My husband had a very big role in my anxiety for a time. He didn’t understand. He’s one of those people who likes to tackle things head on. He would try to be encouraging, but he went about it the wrong way. He would try to push me out of my comfort zone, and while leaving my comfort zone was exactly what I needed, it needed to be on my own terms and at a very slow pace. I realized instead of educating him, I pushed him away and closed myself off.

It took a large toll on our marriage, as my anxiety was non-stop. It was a constant issue that we argued about daily. It took a lot of self-reflection to understand that a big part of our challenges on the issue was my own doing. I had expected him to understand something that took me years to wrap my head around. Through this realization, I made a change—I taught him about it, I showed him the research, I described how it felt, I told him how to help me, and I opened up—and something amazing happened.

He became so supportive, and he did everything he could to help me with it. Still to this day, he is my greatest ally. All that time, and all I had to do was open up.

A lot of my anxiousness stemmed from obsessing over how my mental disorder affected others. Mostly, my husband and my children. I hated the fact that I couldn’t drive to the park on a nice day so they could play. My children would beg to go out and I would have to tell them to wait until their father got home. I felt like my anxiety not only chained me to the house, but my kids as well, and it made me feel like a failure as a parent.
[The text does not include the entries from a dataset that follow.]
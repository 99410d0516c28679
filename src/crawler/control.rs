//! External pause/cancel signals for a running crawl
//!
//! The controller only looks at these flags at the top of each page
//! iteration, so a page in flight always finishes before a pause or
//! cancellation takes effect.

use std::sync::atomic::{AtomicBool, Ordering};
use std::sync::Arc;
use std::time::Duration;

/// Poll interval while paused
const PAUSE_POLL: Duration = Duration::from_millis(200);

/// Cloneable handle shared between the crawl loop and whoever drives it
#[derive(Debug, Clone, Default)]
pub struct CrawlControl {
    cancelled: Arc<AtomicBool>,
    paused: Arc<AtomicBool>,
}

impl CrawlControl {
    pub fn new() -> Self {
        Self::default()
    }

    /// Requests that the crawl stop before the next page
    pub fn cancel(&self) {
        self.cancelled.store(true, Ordering::SeqCst);
    }

    pub fn is_cancelled(&self) -> bool {
        self.cancelled.load(Ordering::SeqCst)
    }

    pub fn pause(&self) {
        self.paused.store(true, Ordering::SeqCst);
    }

    pub fn resume(&self) {
        self.paused.store(false, Ordering::SeqCst);
    }

    pub fn is_paused(&self) -> bool {
        self.paused.load(Ordering::SeqCst)
    }

    /// Waits while paused
    ///
    /// # Returns
    ///
    /// * `true` - The crawl may proceed
    /// * `false` - The crawl was cancelled (possibly while paused)
    pub async fn wait_if_paused(&self) -> bool {
        let mut announced = false;
        while self.is_paused() && !self.is_cancelled() {
            if !announced {
                tracing::info!("Crawl paused");
                announced = true;
            }
            tokio::time::sleep(PAUSE_POLL).await;
        }
        if announced && !self.is_cancelled() {
            tracing::info!("Crawl resumed");
        }
        !self.is_cancelled()
    }
}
I worried that long-term exposure to my anxiety would make them anxious to go out in the world, and it really bothered me. I didn’t want to contribute to their own anxiety, which has caused so much heartache and trouble in my own life.

My anxiety affects my ability to make friends, as I have difficulty speaking to new people. It also affects my ability to be self-reliant, as driving is still an issue for me, though a lot less of an issue than it once was. When I’m overwhelmed with stress or go into sensory overload, it makes me snap at loved ones who really don’t deserve it, which can cause tension in my relationships. It negatively impacts my life in a lot of ways still, and realistically, probably always will. I won’t let it win though. Giving up isn’t an option, it won’t make it better. Giving up will only make the symptoms worse.

Life With Anxiety (Moving Forward) 

Through a lot of research and listening to my body, I have decided to go down the path of no medications. Personally, I don’t want to add chemicals into my body that I can’t even pronounce if there is an alternative, and I’m confident that I can get a handle on my anxiety without medication. To clarify, I’m not against medication, I just don’t think that it’s the best thing for me at this moment in time.

Facing my triggers head on and being open about my mental disorder with others has really made a difference in the severity of my anxiety. I’m taking small steps. As far as driving is concerned, I started with only driving short distances with my husband in the car, then long distances with him in the car, and now I can drive short distances by myself. It’s a very large improvement considering last year I couldn’t even think about getting in the driver’s seat without having a full-blown panic attack.

I still have random bouts of anxiety that seem to come to a head without any triggers at all. I’ve found removing myself from that area, or taking long cleansing breathes can put an end to that very quickly. It’s still a struggle for me, and I’m still finding new things to implement into my life to help deal with it. It’s not easy in the least, but it’s progress.

If you or someone you know is impacted by an anxiety disorder, or even think that you/they may be impacted, I encourage you to research it. Share this article, type it into a search engine, go see a doctor and ask them about it. Don’t do what I did. Don’t close your eyes and hope it will disappear. Once you get it confirmed and understand it, you need to learn to accept it.

It’s a part of you. It may not be your favorite part, but it is a part of who you are, and nothing good will come from rejecting a part of yourself. You may be different, but that is okay. Those that care will try to understand, and those that won’t were never worth the worry in the first place.